A cirurgia pode ser feita durante várias vezes ao longo da vida da mulher. Mas, a intenção é que isso aconteça o menor número de vezes possível.
“A grande questão hoje é a gente conseguir achar o momento perfeito para conseguir fazer uma única cirurgia ao longo da vida desta paciente que tem uma doença crônica e que vai começar, provavelmente, na adolescência e vai durar até a menopausa. O que a gente vê são pacientes com cinco, até seis cirurgias, múltiplas cirurgias, mutiladas. O momento para se operar vai depender da quantidade de lesões, do grau da doença, do desejo gestacional, da idade da paciente, da reserva ovariana, de tudo isso para a gente poder definir em conjunto com a paciente e com a equipe multiprofissional, qual é o melhor momento”, defende a ginecologista do Hospital 9 de Julho.
Endometriose x fertilidade
Muitos fatores podem impedir um casal de ter filhos. Em 35% dos casos, essa causa é masculina e não está relacionada à saúde da mulher.
Em outros 35% dos casos, a causa está ligada à problemas das tubas uterinas, também chamadas de trompas de Falópio – os tubos que transportam o óvulo do ovário para o útero.
A endometriose é uma doença que afeta a tuba uterina porque pode levar ao surgimento de lesões ou obstrução na tuba – o que pode impedir o óvulo de ser fecundado e chegar ao útero.
Em 15% dos relatos de infertilidade, a causa é ovulatória.

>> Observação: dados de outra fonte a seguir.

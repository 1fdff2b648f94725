//! Event lifetime extension.
//!
//! Work an event handler starts but does not await (a background cache
//! write, a message-triggered fetch) is registered here. The host must
//! `settle` it before reclaiming the worker; otherwise the work may be lost.

use std::future::Future;

use tokio::task::JoinHandle;
use volta_core::Error;

/// Pending work attached to one event.
///
/// Tasks start running as soon as they are registered. Dropping a
/// `WaitUntil` detaches them; [`WaitUntil::abort`] cancels them.
#[derive(Debug, Default)]
#[must_use = "the host must settle pending work before reclaiming the worker"]
pub struct WaitUntil {
    tasks: Vec<JoinHandle<Result<(), Error>>>,
}

impl WaitUntil {
    pub fn new() -> Self {
        Self::default()
    }

    /// Start `work` on the runtime and keep the event alive until it finishes.
    pub fn spawn<F>(&mut self, work: F)
    where
        F: Future<Output = Result<(), Error>> + Send + 'static,
    {
        self.tasks.push(tokio::spawn(work));
    }

    pub fn extend(&mut self, other: WaitUntil) {
        self.tasks.extend(other.tasks);
    }

    pub fn len(&self) -> usize {
        self.tasks.len()
    }

    pub fn is_empty(&self) -> bool {
        self.tasks.is_empty()
    }

    /// Wait for every task. All tasks are awaited even if one fails; the
    /// first failure is returned.
    pub async fn settle(self) -> Result<(), Error> {
        let mut first_err = None;

        for task in self.tasks {
            let result = match task.await {
                Ok(result) => result,
                Err(join_err) => Err(Error::TaskFailed(join_err.to_string())),
            };

            if let Err(e) = result {
                tracing::warn!(error = %e, "extended event work failed");
                first_err.get_or_insert(e);
            }
        }

        first_err.map_or(Ok(()), Err)
    }

    /// Cancel everything still pending. Uncommitted work is lost.
    pub fn abort(self) {
        for task in self.tasks {
            task.abort();
        }
    }
}

/// A handler result plus the work it left running.
#[derive(Debug)]
pub struct Extended<T> {
    pub value: T,
    pub wait_until: WaitUntil,
}

impl<T> Extended<T> {
    /// A result with nothing left running.
    pub fn now(value: T) -> Self {
        Self { value, wait_until: WaitUntil::new() }
    }

    pub fn map<U>(self, f: impl FnOnce(T) -> U) -> Extended<U> {
        Extended { value: f(self.value), wait_until: self.wait_until }
    }
}
//! In-process network and platform fakes for policy tests.

use std::collections::HashMap;
use std::sync::{Arc, Mutex};

use async_trait::async_trait;
use bytes::Bytes;
use url::Url;
use volta_client::Network;
use volta_core::{CacheDb, Error, Headers, Request, Response, ResponseType, WorkerConfig};

use crate::platform::{Notification, Platform, WindowClient};
use crate::worker::Worker;

pub const SCOPE: &str = "https://app.example/";

pub fn ok_html(body: &str) -> Response {
    let mut headers = Headers::new();
    headers.insert("Content-Type", "text/html");
    Response {
        status: 200,
        status_text: "OK".into(),
        headers,
        body: Bytes::from(body.to_string()),
        url: None,
        response_type: ResponseType::Basic,
    }
}

pub trait ResponseExt {
    fn with_status(self, status: u16) -> Self;
    fn with_type(self, response_type: ResponseType) -> Self;
}

impl ResponseExt for Response {
    fn with_status(mut self, status: u16) -> Self {
        self.status = status;
        self
    }

    fn with_type(mut self, response_type: ResponseType) -> Self {
        self.response_type = response_type;
        self
    }
}

pub fn get(url: &str) -> Request {
    Request::get(Url::parse(url).unwrap())
}

/// Serves canned responses by URL and records every call.
#[derive(Default)]
pub struct ScriptedNetwork {
    routes: Mutex<HashMap<String, Option<Response>>>,
    calls: Mutex<Vec<String>>,
}

impl ScriptedNetwork {
    pub fn serve(&self, url: &str, response: Response) {
        self.routes.lock().unwrap().insert(url.to_string(), Some(response));
    }

    pub fn fail(&self, url: &str) {
        self.routes.lock().unwrap().insert(url.to_string(), None);
    }

    /// Serve a 200 for every manifest entry, typed by origin.
    pub fn serve_all_manifest(&self, worker: &Worker) {
        for url in worker.manifest() {
            let response_type = if url.origin() == worker.scope().origin() {
                ResponseType::Basic
            } else {
                ResponseType::Cors
            };
            self.serve(url.as_str(), ok_html(url.as_str()).with_type(response_type));
        }
    }

    pub fn calls(&self) -> Vec<String> {
        self.calls.lock().unwrap().clone()
    }

    pub fn call_count(&self) -> usize {
        self.calls.lock().unwrap().len()
    }
}

#[async_trait]
impl Network for ScriptedNetwork {
    async fn fetch(&self, request: Request) -> Result<Response, Error> {
        let url = request.url.to_string();
        self.calls.lock().unwrap().push(url.clone());
        match self.routes.lock().unwrap().get(&url) {
            Some(Some(response)) => Ok(response.clone()),
            _ => Err(Error::Network(format!("{url}: connection refused"))),
        }
    }
}

/// Records notifications and window operations.
#[derive(Default)]
pub struct RecordingPlatform {
    pub periodic_sync: bool,
    windows: Mutex<Vec<WindowClient>>,
    pub shown: Mutex<Vec<Notification>>,
    pub closed: Mutex<Vec<Notification>>,
    pub focused: Mutex<Vec<String>>,
    pub opened: Mutex<Vec<Url>>,
}

impl RecordingPlatform {
    pub fn with_periodic_sync() -> Self {
        Self { periodic_sync: true, ..Default::default() }
    }

    pub fn set_open_windows(&self, urls: &[&str]) {
        *self.windows.lock().unwrap() = urls
            .iter()
            .enumerate()
            .map(|(idx, url)| WindowClient { id: format!("window-{idx}"), url: Url::parse(url).unwrap(), focused: false })
            .collect();
    }
}

#[async_trait]
impl Platform for RecordingPlatform {
    async fn show_notification(&self, notification: &Notification) -> Result<(), Error> {
        self.shown.lock().unwrap().push(notification.clone());
        Ok(())
    }

    async fn close_notification(&self, notification: &Notification) {
        self.closed.lock().unwrap().push(notification.clone());
    }

    async fn match_all_windows(&self) -> Result<Vec<WindowClient>, Error> {
        Ok(self.windows.lock().unwrap().clone())
    }

    async fn focus(&self, client: &WindowClient) -> Result<(), Error> {
        self.focused.lock().unwrap().push(client.id.clone());
        Ok(())
    }

    async fn open_window(&self, url: &Url) -> Result<Option<WindowClient>, Error> {
        self.opened.lock().unwrap().push(url.clone());
        Ok(Some(WindowClient { id: "window-new".into(), url: url.clone(), focused: true }))
    }

    async fn claim_clients(&self) -> Result<usize, Error> {
        Ok(self.windows.lock().unwrap().len())
    }

    fn supports_periodic_sync(&self) -> bool {
        self.periodic_sync
    }
}

pub struct Harness {
    pub worker: Worker,
    pub cache: CacheDb,
    pub network: Arc<ScriptedNetwork>,
    pub platform: Arc<RecordingPlatform>,
}

impl Harness {
    pub async fn with_manifest(entries: &[&str]) -> Self {
        Self::build(entries, RecordingPlatform::default()).await
    }

    pub async fn with_platform(entries: &[&str], platform: RecordingPlatform) -> Self {
        Self::build(entries, platform).await
    }

    /// Installed and activated, with every manifest entry cached.
    pub async fn activated(entries: &[&str]) -> Self {
        let harness = Self::with_manifest(entries).await;
        harness.network.serve_all_manifest(&harness.worker);
        harness.worker.install().await.unwrap();
        harness.worker.activate().await.unwrap();
        harness
    }

    async fn build(entries: &[&str], platform: RecordingPlatform) -> Self {
        let config = WorkerConfig {
            version_tag: "v3".into(),
            scope: SCOPE.into(),
            manifest: entries.iter().map(|e| e.to_string()).collect(),
            ..Default::default()
        };
        let cache = CacheDb::open_in_memory().await.unwrap();
        let network = Arc::new(ScriptedNetwork::default());
        let platform = Arc::new(platform);
        let worker = Worker::new(Arc::new(config), cache.clone(), network.clone(), platform.clone()).unwrap();

        Self { worker, cache, network, platform }
    }
}
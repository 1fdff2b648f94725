//! URL resolution relative to the worker scope, and scheme/origin checks.

use url::Url;

/// Schemes for persistent bidirectional connections. Requests to these are
/// never intercepted.
pub const STREAMING_SCHEMES: &[&str] = &["ws", "wss"];

/// Error type for URL resolution failures.
#[derive(Debug, Clone, thiserror::Error)]
pub enum UrlError {
    #[error("empty URL")]
    Empty,

    #[error("unsupported scheme: {0}")]
    UnsupportedScheme(String),

    #[error("invalid URL: {0}")]
    InvalidUrl(String),
}

/// Resolve a manifest entry or page-issued URL against the worker scope.
///
/// Normalization steps:
/// 1. Trim leading/trailing whitespace
/// 2. Join relative references (`./`, `/foo.json`, `index.html`) onto `scope`
/// 3. Remove fragment (#...)
/// 4. Keep query string intact (do not reorder)
///
/// Only http(s) and streaming schemes are accepted.
pub fn resolve(scope: &Url, input: &str) -> Result<Url, UrlError> {
    let trimmed = input.trim();

    if trimmed.is_empty() {
        return Err(UrlError::Empty);
    }

    let mut resolved = scope.join(trimmed).map_err(|e| UrlError::InvalidUrl(e.to_string()))?;

    match resolved.scheme() {
        "http" | "https" => {}
        scheme if STREAMING_SCHEMES.contains(&scheme) => {}
        scheme => return Err(UrlError::UnsupportedScheme(scheme.to_string())),
    }

    resolved.set_fragment(None);

    Ok(resolved)
}

/// True for WebSocket-style URLs the worker passes through untouched.
pub fn is_streaming(url: &Url) -> bool {
    STREAMING_SCHEMES.contains(&url.scheme())
}

/// Same scheme, host and port.
pub fn same_origin(a: &Url, b: &Url) -> bool {
    a.origin() == b.origin()
}

#[cfg(test)]
mod tests {
    use super::*;

    fn scope() -> Url {
        Url::parse("https://app.example/analyzer/").unwrap()
    }

    #[test]
    fn test_resolve_dot_slash() {
        let url = resolve(&scope(), "./").unwrap();
        assert_eq!(url.as_str(), "https://app.example/analyzer/");
    }

    #[test]
    fn test_resolve_relative_file() {
        let url = resolve(&scope(), "./index.html").unwrap();
        assert_eq!(url.as_str(), "https://app.example/analyzer/index.html");
    }

    #[test]
    fn test_resolve_root_relative() {
        let url = resolve(&scope(), "/foo.json").unwrap();
        assert_eq!(url.as_str(), "https://app.example/foo.json");
    }

    #[test]
    fn test_resolve_absolute_cross_origin() {
        let url = resolve(&scope(), "https://cdn.jsdelivr.net/npm/chart.js").unwrap();
        assert_eq!(url.host_str(), Some("cdn.jsdelivr.net"));
    }

    #[test]
    fn test_resolve_removes_fragment_keeps_query() {
        let url = resolve(&scope(), "data.json?symbol=VIX#latest").unwrap();
        assert_eq!(url.query(), Some("symbol=VIX"));
        assert_eq!(url.fragment(), None);
    }

    #[test]
    fn test_resolve_trim_and_empty() {
        assert_eq!(resolve(&scope(), "  index.html ").unwrap().path(), "/analyzer/index.html");
        assert!(matches!(resolve(&scope(), "   "), Err(UrlError::Empty)));
    }

    #[test]
    fn test_resolve_unsupported_scheme() {
        let result = resolve(&scope(), "file:///etc/passwd");
        assert!(matches!(result, Err(UrlError::UnsupportedScheme(_))));
    }

    #[test]
    fn test_streaming_schemes() {
        let ws = resolve(&scope(), "wss://stream.example/ticks").unwrap();
        assert!(is_streaming(&ws));
        assert!(!is_streaming(&scope()));
    }

    #[test]
    fn test_same_origin() {
        let page = resolve(&scope(), "./index.html").unwrap();
        let cdn = resolve(&scope(), "https://cdn.jsdelivr.net/npm/chart.js").unwrap();
        let other_port = Url::parse("https://app.example:8443/").unwrap();
        assert!(same_origin(&scope(), &page));
        assert!(!same_origin(&scope(), &cdn));
        assert!(!same_origin(&scope(), &other_port));
    }
}
//! sw_fetch tool implementation.
//!
//! Plays a page request through the worker's fetch policy and reports where
//! the answer came from.

use std::collections::BTreeMap;

use bytes::Bytes;
use rmcp::{ErrorData as McpError, model::CallToolResult};
use schemars::JsonSchema;
use serde::{Deserialize, Serialize};
use volta_client::resolve;
use volta_core::{Error, Headers, Request, RequestMode};
use volta_worker::{Event, FetchOutcome, Outcome, Worker};

use super::{dispatch_and_settle, json_result};
use crate::error::HostError;

/// Input parameters for the sw_fetch tool.
#[derive(Debug, Clone, Serialize, Deserialize, JsonSchema)]
pub struct FetchParams {
    /// Request URL, absolute or relative to the worker scope.
    pub url: String,

    /// HTTP method (default: GET).
    #[serde(default = "default_method")]
    pub method: String,

    /// Request headers, e.g. `{"Accept": "text/html"}`.
    #[serde(default)]
    pub headers: BTreeMap<String, String>,

    /// Request mode; decides how cross-origin responses are typed.
    #[serde(default)]
    pub mode: FetchMode,

    /// Optional request body as text.
    #[serde(default)]
    pub body: Option<String>,
}

fn default_method() -> String {
    "GET".into()
}

#[derive(Debug, Clone, Copy, Default, Serialize, Deserialize, JsonSchema)]
#[serde(rename_all = "kebab-case")]
pub enum FetchMode {
    Navigate,
    SameOrigin,
    NoCors,
    #[default]
    Cors,
}

impl From<FetchMode> for RequestMode {
    fn from(mode: FetchMode) -> Self {
        match mode {
            FetchMode::Navigate => RequestMode::Navigate,
            FetchMode::SameOrigin => RequestMode::SameOrigin,
            FetchMode::NoCors => RequestMode::NoCors,
            FetchMode::Cors => RequestMode::Cors,
        }
    }
}

/// Output structure for the sw_fetch tool.
#[derive(Debug, Clone, Serialize, Deserialize, JsonSchema)]
pub struct FetchOutput {
    /// passthrough, cache, network, fallback or unresolved.
    pub source: String,
    pub status: Option<u16>,
    pub status_text: Option<String>,
    /// basic, cors, opaque or error.
    pub response_type: Option<String>,
    pub content_type: Option<String>,
    /// Body decoded as UTF-8 (lossy).
    pub body: Option<String>,
    /// Whether a copy was written to the current partition.
    pub stored: bool,
    /// Why nothing could answer the request, for `unresolved`.
    pub reason: Option<String>,
    /// Failure of the background cache write, if any.
    pub cache_write_error: Option<String>,
}

impl FetchOutput {
    fn new(outcome: &FetchOutcome, cache_write_error: Option<String>) -> Self {
        let response = outcome.response();
        Self {
            source: outcome.source().to_string(),
            status: response.map(|r| r.status),
            status_text: response.map(|r| r.status_text.clone()),
            response_type: response.map(|r| r.response_type.to_string()),
            content_type: response.and_then(|r| r.content_type().map(str::to_string)),
            body: response.map(|r| String::from_utf8_lossy(&r.body).into_owned()),
            stored: matches!(outcome, FetchOutcome::Network { stored: true, .. }) && cache_write_error.is_none(),
            reason: match outcome {
                FetchOutcome::Unresolved { reason } => Some(reason.clone()),
                _ => None,
            },
            cache_write_error,
        }
    }
}

fn build_request(worker: &Worker, params: FetchParams) -> Result<Request, McpError> {
    let url = resolve(worker.scope(), &params.url).map_err(|e| Error::InvalidUrl(format!("{}: {e}", params.url)))?;

    let method = params.method.trim().to_ascii_uppercase();
    if method.is_empty() || !method.bytes().all(|b| b.is_ascii_alphabetic()) {
        return Err(HostError::InvalidInput(format!("invalid method: {:?}", params.method)).into());
    }

    Ok(Request {
        method,
        url,
        headers: params.headers.into_iter().collect::<Headers>(),
        body: params.body.map(Bytes::from),
        mode: params.mode.into(),
    })
}

/// Implementation of the sw_fetch tool.
pub async fn fetch_impl(worker: &Worker, params: FetchParams) -> Result<CallToolResult, McpError> {
    let request = build_request(worker, params)?;

    match dispatch_and_settle(worker, Event::Fetch(request)).await? {
        (Outcome::Fetch(outcome), settle_error) => json_result(&FetchOutput::new(&outcome, settle_error)),
        (other, _) => Err(HostError::UnexpectedOutcome(format!("{other:?}")).into()),
    }
}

Estes casos também podem estar ligados à endometriose, já que a doença pode afetar os ovários e comprometer o estoque de óvulos da mulher.
Sendo assim, 50% das causas de infertilidade feminina podem ter origem na endometriose.
A médica ginecologista Marisa Samama, professora do programa de pós-graduação em reprodução assistida do Instituto São Paulo de Medicina Reprodutiva, explica que a mulher com endometriose pode engravidar depois de fazer um tratamento para controlar a doença.
A paciente deve deixar claro para o médico que pretende engravidar. Desta forma, o principal objetivo do tratamento vai ser restaurar a capacidade do aparelho reprodutivo. Uma das indicações é a cirurgia.
De acordo com a médica, “com o tratamento cirúrgico a gente pode desfazer as aderências que comprometeram a tuba uterina, tirar o cisto de endometriose que pode ter se formado dentro do ovário, consertar a tuba uterina, fazer cirurgias na cavidade uterina para tirar miomas, pólipos, e avaliar a condição de gestação natural”.
Se a paciente não puder engravidar sozinha, as técnicas de reprodução assistida podem ser utilizadas.
“Se a mulher tem comprometimento de uma das tubas, mas tem a outra tuba uterina boa, o médico pode lançar mão de uma inseminação intrauterina. Se as duas tubas estiverem comprometidas e se o estoque de óvulos está muito baixinho, pode-se usar a técnica de fertilização in vitro, onde o médico vai estimular esses ovários para a produção de óvulos que serão coletados no dia fértil, fecundados no laboratório e colocados no útero”, detalha Marisa.